They also provide merchants hawking everything from palm nuts and peeled oranges to smoked fish, shoes, and children’s toys a chance at the truck drivers, cyclists and other travelers passing by. White faces are seldom seen. I counted just 12 during my travels around the country, outside of Cotonou.

Pull into the larger market towns, and the roadways are lined with stalls selling liquor, cell phones, flip flops, baby dolls, handmade furniture and caskets, and wildly colorful fabric. Tailors are scattered all around, often using old-fashioned foot-operated sewing machines to turn out traditional African garments and western-style dresses often based on patterns and colors you might recognize from the latest Paris runway collection, or from a 1960s Sears catalog.

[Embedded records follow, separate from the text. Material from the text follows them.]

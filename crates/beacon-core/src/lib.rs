// Copyright 2025 eraflo
//
// Licensed under the Apache License, Version 2.0 (the "License");
// you may not use this file except in compliance with the License.
// You may obtain a copy of the License at
//
//     http://www.apache.org/licenses/LICENSE-2.0
//
// Unless required by applicable law or agreed to in writing, software
// distributed under the License is distributed on an "AS IS" BASIS,
// WITHOUT WARRANTIES OR CONDITIONS OF ANY KIND, either express or implied.
// See the License for the specific language governing permissions and
// limitations under the License.

//! # Beacon Core
//!
//! An in-process event and request bus. Producers of state changes publish on
//! a named topic; consumers declare handlers for that topic and a priority.
//! Queries work the same way: providers answer a named request type and the
//! requester collects their typed replies.
//!
//! - [`Bus::publish`] multicasts a fire-and-forget event, highest priority first.
//! - [`Bus::request_all`] / [`Bus::request`] collect provider replies.
//! - [`Bus::register_instance`] wires an object's handlers for as long as the
//!   returned [`Registration`] lives; `#[topic]` / `#[provides]` free functions
//!   are picked up by [`Bus::register_static_handlers`].
//! - [`MainThreadRelay`] lets other threads queue work for the bus's thread.
//!
//! Payload elements are bound to handler parameters by type. A handler that
//! fails, panics or cannot be bound is logged and skipped; the publisher never
//! observes it.

#![warn(missing_docs)]

extern crate self as beacon_core;

pub mod bus;
pub mod config;
pub mod declare;
pub mod error;
pub mod handler;
pub mod payload;
pub mod registry;
pub mod relations;
pub mod relay;
mod resolve;
pub mod stats;

pub use beacon_macros::{handlers, provides, topic};
#[doc(hidden)]
pub use inventory;

pub use bus::{Bus, Registration};
pub use config::BusConfig;
pub use declare::{Declaration, Declarations, Handlers, StaticHandler, DEFAULT_PRIORITY};
pub use error::{DispatchFault, RegistrationError};
pub use handler::{
    Handler, HandlerKind, IntoProvider, IntoProviderMethod, IntoTopicHandler, IntoTopicMethod,
    ParamSpec, ReturnSpec, TopicOutput,
};
pub use payload::{Arg, IntoPayload, Payload, Rest};
pub use registry::{HandlerRecord, OwnerId};
pub use relations::TypeRelations;
pub use relay::{Job, MainThreadRelay, RelayHandle};
pub use stats::DispatchStats;
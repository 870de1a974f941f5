// Copyright 2025 eraflo
//
// Licensed under the Apache License, Version 2.0 (the "License");
// you may not use this file except in compliance with the License.
// You may obtain a copy of the License at
//
//     http://www.apache.org/licenses/LICENSE-2.0
//
// Unless required by applicable law or agreed to in writing, software
// distributed under the License is distributed on an "AS IS" BASIS,
// WITHOUT WARRANTIES OR CONDITIONS OF ANY KIND, either express or implied.
// See the License for the specific language governing permissions and
// limitations under the License.

//! Cross-thread hand-off to the thread that owns the bus.
//!
//! The bus itself is single-threaded. Work produced elsewhere (background
//! loads, network completions) is queued through a [`RelayHandle`] and run by
//! the owning thread once per tick with [`MainThreadRelay::drain_tick`].

use crate::error::DispatchFault;
use crate::Bus;
use crossbeam_channel::{Receiver, Sender, TryRecvError};
use std::marker::PhantomData;
use std::panic::{self, AssertUnwindSafe};
use std::rc::Rc;

/// A unit of work to run on the owning thread.
pub type Job = Box<dyn FnOnce(&Bus) + Send + 'static>;

/// Producer side of the relay. Cheap to clone and usable from any thread.
#[derive(Clone)]
pub struct RelayHandle {
    sender: Sender<Job>,
}

impl RelayHandle {
    /// Queues `job` for the next tick of the owning thread.
    ///
    /// Returns `false` if the relay has been dropped, in which case the job
    /// is discarded.
    pub fn enqueue<F>(&self, job: F) -> bool
    where
        F: FnOnce(&Bus) + Send + 'static,
    {
        match self.sender.send(Box::new(job)) {
            Ok(()) => true,
            Err(_) => {
                log::warn!("MainThreadRelay: job dropped, the relay is gone");
                false
            }
        }
    }
}

impl std::fmt::Debug for RelayHandle {
    fn fmt(&self, f: &mut std::fmt::Formatter<'_>) -> std::fmt::Result {
        f.debug_struct("RelayHandle")
            .field("pending", &self.sender.len())
            .finish()
    }
}

/// Consumer side of the relay, pinned to the thread that created it.
///
/// The queue is an unbounded lock-free channel. Jobs run in the order they
/// were queued.
pub struct MainThreadRelay {
    sender: Sender<Job>,
    receiver: Receiver<Job>,
    _not_send: PhantomData<Rc<()>>,
}

impl MainThreadRelay {
    /// Creates an empty relay.
    pub fn new() -> Self {
        let (sender, receiver) = crossbeam_channel::unbounded();
        Self {
            sender,
            receiver,
            _not_send: PhantomData,
        }
    }

    /// A producer handle for other threads.
    pub fn handle(&self) -> RelayHandle {
        RelayHandle {
            sender: self.sender.clone(),
        }
    }

    /// Queues `job` from the owning thread.
    pub fn enqueue<F>(&self, job: F)
    where
        F: FnOnce(&Bus) + Send + 'static,
    {
        // The relay owns a receiver, so sending cannot fail here.
        let _ = self.sender.send(Box::new(job));
    }

    /// Number of jobs waiting.
    pub fn pending(&self) -> usize {
        self.receiver.len()
    }

    /// Runs the jobs that were queued when the call started.
    ///
    /// Jobs queued while draining, whether by a running job or by another
    /// thread, wait for the next tick. A panicking job is logged and the
    /// drain carries on. Returns the number of jobs run.
    pub fn drain_tick(&self, bus: &Bus) -> usize {
        let batch = self.receiver.len();
        let mut ran = 0;
        for _ in 0..batch {
            let job = match self.receiver.try_recv() {
                Ok(job) => job,
                Err(TryRecvError::Empty) | Err(TryRecvError::Disconnected) => break,
            };
            if let Err(payload) = panic::catch_unwind(AssertUnwindSafe(|| job(bus))) {
                log::error!(
                    "MainThreadRelay: job panicked: {}",
                    DispatchFault::from_panic(payload)
                );
            }
            ran += 1;
        }
        if ran > 0 {
            log::trace!("MainThreadRelay: ran {ran} job(s), {} deferred", self.pending());
        }
        ran
    }

    /// Discards every queued job, returning how many were dropped.
    pub fn clear(&self) -> usize {
        self.receiver.try_iter().count()
    }
}

impl Default for MainThreadRelay {
    fn default() -> Self {
        Self::new()
    }
}

#[cfg(test)]
mod tests {
    use super::*;
    use std::sync::atomic::{AtomicUsize, Ordering};
    use std::sync::{Arc, Mutex};
    use std::thread;

    #[test]
    fn drains_everything_queued_before_the_tick() {
        let bus = Bus::default();
        let relay = MainThreadRelay::new();
        let log = Arc::new(Mutex::new(Vec::new()));

        for i in 0..3 {
            let log = Arc::clone(&log);
            relay.enqueue(move |_| log.lock().unwrap().push(i));
        }

        assert_eq!(relay.pending(), 3);
        assert_eq!(relay.drain_tick(&bus), 3);
        assert_eq!(*log.lock().unwrap(), vec![0, 1, 2]);
        assert_eq!(relay.pending(), 0);
    }

    #[test]
    fn jobs_queued_during_a_drain_wait_for_the_next_tick() {
        let bus = Bus::default();
        let relay = MainThreadRelay::new();
        let handle = relay.handle();
        let count = Arc::new(AtomicUsize::new(0));

        let counter = Arc::clone(&count);
        relay.enqueue(move |_| {
            counter.fetch_add(1, Ordering::SeqCst);
            let counter = Arc::clone(&counter);
            handle.enqueue(move |_| {
                counter.fetch_add(10, Ordering::SeqCst);
            });
        });

        assert_eq!(relay.drain_tick(&bus), 1);
        assert_eq!(count.load(Ordering::SeqCst), 1);
        assert_eq!(relay.pending(), 1);

        assert_eq!(relay.drain_tick(&bus), 1);
        assert_eq!(count.load(Ordering::SeqCst), 11);
    }

    #[test]
    fn accepts_jobs_from_other_threads() {
        let bus = Bus::default();
        let relay = MainThreadRelay::new();
        let count = Arc::new(AtomicUsize::new(0));

        let workers: Vec<_> = (0..4)
            .map(|_| {
                let handle = relay.handle();
                let count = Arc::clone(&count);
                thread::spawn(move || {
                    for _ in 0..25 {
                        let count = Arc::clone(&count);
                        assert!(handle.enqueue(move |_| {
                            count.fetch_add(1, Ordering::SeqCst);
                        }));
                    }
                })
            })
            .collect();
        for worker in workers {
            worker.join().expect("worker thread panicked");
        }

        assert_eq!(relay.drain_tick(&bus), 100);
        assert_eq!(count.load(Ordering::SeqCst), 100);
    }

    #[test]
    fn panicking_job_does_not_stop_the_batch() {
        let bus = Bus::default();
        let relay = MainThreadRelay::new();
        let count = Arc::new(AtomicUsize::new(0));

        relay.enqueue(|_| panic!("bad job"));
        let counter = Arc::clone(&count);
        relay.enqueue(move |_| {
            counter.fetch_add(1, Ordering::SeqCst);
        });

        assert_eq!(relay.drain_tick(&bus), 2);
        assert_eq!(count.load(Ordering::SeqCst), 1);
    }

    #[test]
    fn handle_reports_dropped_relay() {
        let relay = MainThreadRelay::new();
        let handle = relay.handle();
        drop(relay);
        assert!(!handle.enqueue(|_| {}));
    }

    #[test]
    fn empty_tick_is_a_no_op() {
        let bus = Bus::default();
        let relay = MainThreadRelay::new();
        assert_eq!(relay.drain_tick(&bus), 0);
    }
}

Throughout the country, the scenes are unmistakably Third World, as are the numerous people sleeping rough on the streets in Cotonou.

A Delicate Dance

With those images in mind, I understood the concerns expressed by multiple government officials regarding how the country’s slaving past was portrayed. The creation of the new museums, and a push to attract tourists to the most important slavery sites means walking a fine line as the government simultaneously embraces the past and tries to assuage tribal resentments generations in the making. They fear, with some reason, that descendants of Dahomey’s victims might seek revenge in the modern age, and worry about promoting the darkest parts of the story.

The fears are real. The Rwandan genocide of the 1990s was born of tribal resentments. The current chaos in Nigeria begins at the border, just 7 miles from Benin’s capital Porto Novo. Less than a week after I left Benin, the Islamist extremist group Boko Haram beheaded 13 kidnapped Christians in Nigeria. Tensions between Muslims and Christians have not emerged as an issue in Benin, where the two religious groups vie for prominence with followers of Vodun, the parent religion of the world’s Voodoo offshoots. (About 40 percent of the populace identify as Christian, 27 percent as Muslim, and 20 percent as Vodun.) (https://www.worldatlas.com/articles/religious-beliefs-in-benin.html )

Remarking on the seemingly peaceful coexistence of the disparate religions with everyone from government officials to homeless Muslims living on the street, I was told that religion wasn’t something people fought about in Benin, that everyone gets along.

My traveling companion, Will Thach, and I struck up a friendship with a Muslim man named Abou Ismael, who manages his own taxi company. Abou took us to his home, which he shares with his two wives and four children. His father, he said, had six wives, giving Abou 20 siblings. A standup comedian on the television told jokes about living in Benin and one of Abou’s children, about 4 years old, asked if he could touch my white skin.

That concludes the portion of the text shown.